Kimberly Cooper, an assistant professor of biology in the Division of Biological Sciences, will receive a grant of $875,000 over the next five years to pursue her research.
Cooper uses an unusual model system, the bipedal jerboa, to understand how evolution has shaped limb form and function. Scientists believe a deeper understanding of how limb structures can be modified may shed light on human birth defects and other disorders in which musculoskeletal development is disrupted.
Packard Fellows must be faculty members who are eligible to serve as principal investigators on research in the natural and physical sciences or engineering, and must be within the first three years of their faculty careers. Disciplines that are considered include physics, chemistry, mathematics, biology, astronomy, computer science, earth science, ocean science and all branches of engineering.
This is the third major award Cooper has received this year. In June, she was named a Pew Scholar by the Pew Charitable Trusts and, in April, she was named a Searle Scholar, an award that will provide her with $300,000 in flexible funding during the next three years for her research.
Cooper received her doctorate in molecular and cellular biology from the University of Washington and was a postdoctoral fellow at Harvard University before coming to UC San Diego in 2013.

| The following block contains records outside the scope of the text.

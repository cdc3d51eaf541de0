//! 传输与协议契约。
//!
//! 集群层只通过 [`Transport`] 与 [`Channel`] 访问远端节点，具体实现（内存、TCP）由独立 crate 提供，
//! 并在装配阶段通过 [`TransportRegistry`] 按 scheme 注入。

mod endpoint;
mod message;
mod registry;
mod traits;

pub use endpoint::Endpoint;
pub use message::{Request, Response};
pub use registry::TransportRegistry;
pub use traits::{Channel, RpcHandler, Transport};
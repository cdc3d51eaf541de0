//! 长度前缀二进制帧。
//!
//! ```text
//! +----------------+------+---------------------------------------------+
//! | len: u32 (BE)  | kind | body                                        |
//! +----------------+------+---------------------------------------------+
//! kind = 1 request : method_len: u16 | method (UTF-8) | payload
//! kind = 2 response: payload
//! kind = 3 error   : error_kind: u8 | code_len: u16 | code | message
//! ```
//!
//! `len` 计入 `kind` 字节，不计入自身的 4 字节。

use bytes::{Buf, BufMut, Bytes, BytesMut};
use flare_core::{CoreError, ErrorKind, Request, Response, error::codes};
use tokio::io::{AsyncRead, AsyncReadExt, AsyncWrite, AsyncWriteExt};

use crate::error::{self, map_io_error};

/// 单帧允许的最大长度（16 MiB）。
pub const MAX_FRAME_LEN: usize = 16 * 1024 * 1024;

const KIND_REQUEST: u8 = 1;
const KIND_RESPONSE: u8 = 2;
const KIND_ERROR: u8 = 3;

/// 线上帧。
#[derive(Debug)]
pub enum Frame {
    Request(Request),
    Response(Response),
    Error(CoreError),
}

/// 编码为带长度前缀的完整帧。
pub fn encode(frame: &Frame) -> Result<Bytes, CoreError> {
    let mut buf = BytesMut::new();
    buf.put_u32(0);
    match frame {
        Frame::Request(request) => {
            buf.put_u8(KIND_REQUEST);
            put_short_str(&mut buf, request.method())?;
            buf.put_slice(request.payload());
        }
        Frame::Response(response) => {
            buf.put_u8(KIND_RESPONSE);
            buf.put_slice(response.payload());
        }
        Frame::Error(err) => {
            buf.put_u8(KIND_ERROR);
            buf.put_u8(err.kind().as_u8());
            put_short_str(&mut buf, err.code())?;
            buf.put_slice(err.message().as_bytes());
        }
    }

    let body_len = buf.len() - 4;
    if body_len > MAX_FRAME_LEN {
        return Err(frame_too_large(body_len));
    }
    let len = u32::try_from(body_len).map_err(|_| frame_too_large(body_len))?;
    buf[..4].copy_from_slice(&len.to_be_bytes());
    Ok(buf.freeze())
}

/// 解码去掉长度前缀后的帧体。
pub fn decode(mut body: Bytes) -> Result<Frame, CoreError> {
    if !body.has_remaining() {
        return Err(malformed("empty frame"));
    }
    match body.get_u8() {
        KIND_REQUEST => {
            let method = take_short_str(&mut body)?;
            Ok(Frame::Request(Request::new(method, body)))
        }
        KIND_RESPONSE => Ok(Frame::Response(Response::new(body))),
        KIND_ERROR => {
            if !body.has_remaining() {
                return Err(malformed("error frame is missing its kind"));
            }
            let kind = ErrorKind::from_u8(body.get_u8()).unwrap_or(ErrorKind::Internal);
            let code = take_short_str(&mut body)?;
            let message = String::from_utf8(body.to_vec())
                .map_err(|_| malformed("error message is not UTF-8"))?;
            Ok(Frame::Error(CoreError::new(kind, code, message)))
        }
        other => Err(malformed(&format!("unknown frame kind {other}"))),
    }
}

/// 读取一帧；对端在帧边界上正常关闭时返回 `Ok(None)`。
///
/// 长度前缀只读到一部分就遇到 EOF 属于截断帧，返回协议错误。
pub async fn read_frame<R>(reader: &mut R) -> Result<Option<Frame>, CoreError>
where
    R: AsyncRead + Unpin,
{
    let mut prefix = [0u8; 4];
    let mut filled = 0;
    while filled < prefix.len() {
        let read = reader
            .read(&mut prefix[filled..])
            .await
            .map_err(|err| map_io_error(error::READ, err))?;
        match (read, filled) {
            (0, 0) => return Ok(None),
            (0, _) => {
                return Err(malformed(&format!(
                    "connection closed after {filled} of 4 length prefix bytes"
                )));
            }
            _ => filled += read,
        }
    }

    let len = u32::from_be_bytes(prefix) as usize;
    if len > MAX_FRAME_LEN {
        return Err(frame_too_large(len));
    }
    let mut body = vec![0u8; len];
    reader
        .read_exact(&mut body)
        .await
        .map_err(|err| map_io_error(error::READ, err))?;
    decode(Bytes::from(body)).map(Some)
}

/// 写出一帧并刷新。
pub async fn write_frame<W>(writer: &mut W, frame: &Frame) -> Result<(), CoreError>
where
    W: AsyncWrite + Unpin,
{
    let bytes = encode(frame)?;
    writer
        .write_all(&bytes)
        .await
        .map_err(|err| map_io_error(error::WRITE, err))?;
    writer
        .flush()
        .await
        .map_err(|err| map_io_error(error::WRITE, err))
}

fn put_short_str(buf: &mut BytesMut, value: &str) -> Result<(), CoreError> {
    let len = u16::try_from(value.len()).map_err(|_| {
        CoreError::new(
            ErrorKind::Protocol,
            codes::PROTOCOL_ENCODE,
            format!("string of {} bytes does not fit a u16 length", value.len()),
        )
    })?;
    buf.put_u16(len);
    buf.put_slice(value.as_bytes());
    Ok(())
}

fn take_short_str(body: &mut Bytes) -> Result<String, CoreError> {
    if body.remaining() < 2 {
        return Err(malformed("truncated string length"));
    }
    let len = body.get_u16() as usize;
    if body.remaining() < len {
        return Err(malformed("truncated string"));
    }
    let raw = body.split_to(len);
    String::from_utf8(raw.to_vec()).map_err(|_| malformed("string is not UTF-8"))
}

fn malformed(detail: &str) -> CoreError {
    CoreError::new(
        ErrorKind::Protocol,
        codes::PROTOCOL_DECODE,
        format!("malformed frame: {detail}"),
    )
}

fn frame_too_large(len: usize) -> CoreError {
    CoreError::new(
        ErrorKind::Protocol,
        codes::PROTOCOL_FRAME_TOO_LARGE,
        format!("frame of {len} bytes exceeds the {MAX_FRAME_LEN} byte limit"),
    )
}

#[cfg(test)]
mod tests {
    use super::*;

    #[test]
    fn error_frame_keeps_kind_and_code() {
        let original = CoreError::new(ErrorKind::Timeout, "backend.slow", "took too long");
        let bytes = encode(&Frame::Error(original)).expect("encode");

        let err = match decode(bytes.slice(4..)).expect("decode") {
            Frame::Error(err) => err,
            other => panic!("expected error frame, got {other:?}"),
        };
        assert_eq!(err.kind(), ErrorKind::Timeout);
        assert_eq!(err.code(), "backend.slow");
        assert_eq!(err.message(), "took too long");
    }

    #[test]
    fn request_frame_has_big_endian_length_prefix() {
        let request = Request::new("metadata", Bytes::from_static(b"{}"));
        let bytes = encode(&Frame::Request(request)).expect("encode");

        // kind + u16 + "metadata" + "{}"
        assert_eq!(&bytes[..4], &(1u32 + 2 + 8 + 2).to_be_bytes());
        assert_eq!(bytes[4], KIND_REQUEST);
    }

    #[test]
    fn garbage_is_a_protocol_error() {
        for body in [&b""[..], &b"\x09"[..], &b"\x01\x00\x10abc"[..], &b"\x03\x02\x00"[..]] {
            let err = decode(Bytes::copy_from_slice(body)).expect_err("malformed");
            assert_eq!(err.kind(), ErrorKind::Protocol);
        }
    }

    #[tokio::test]
    async fn oversized_length_prefix_is_rejected_before_reading() {
        let prefix = ((MAX_FRAME_LEN + 1) as u32).to_be_bytes();
        let mut reader = &prefix[..];
        let err = read_frame(&mut reader).await.expect_err("too large");
        assert_eq!(err.code(), codes::PROTOCOL_FRAME_TOO_LARGE);
    }

    #[tokio::test]
    async fn clean_eof_between_frames_is_none() {
        let mut reader = &b""[..];
        assert!(read_frame(&mut reader).await.expect("eof").is_none());
    }

    #[tokio::test]
    async fn eof_inside_length_prefix_is_malformed() {
        for partial in [&b"\x00"[..], &b"\x00\x00"[..], &b"\x00\x00\x00"[..]] {
            let mut reader = partial;
            let err = read_frame(&mut reader).await.expect_err("truncated prefix");
            assert_eq!(err.kind(), ErrorKind::Protocol);
            assert_eq!(err.code(), codes::PROTOCOL_DECODE);
        }
    }

    #[tokio::test]
    async fn frame_after_split_prefix_reads_back() {
        let bytes = encode(&Frame::Response(Response::new(Bytes::from_static(b"ok"))))
            .expect("encode");
        let (head, tail) = bytes.split_at(2);
        let mut reader = AsyncReadExt::chain(head, tail);
        match read_frame(&mut reader).await.expect("frame") {
            Some(Frame::Response(response)) => assert_eq!(&response.payload()[..], b"ok"),
            other => panic!("expected response frame, got {other:?}"),
        }
    }
}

The Packard Foundation established its fellowships program in 1988 to provide early-career scientists with flexible funding and the freedom to take risks and explore new frontiers in their fields. Each year, the Foundation invites 50 universities to nominate two faculty members for consideration. The Packard
Fellowships Advisory Panel, a group of 12 internationally-recognized scientists and engineers, evaluates the nominations and recommends Fellows for approval by the Packard Foundation Board of Trustees. The fellowships program was inspired by David Packard’s commitment to strengthen university-based science and engineering programs in the United States, recognizing that the success of the Hewlett-Packard Company, which he cofounded, was derived in large measure from research and development in university laboratories.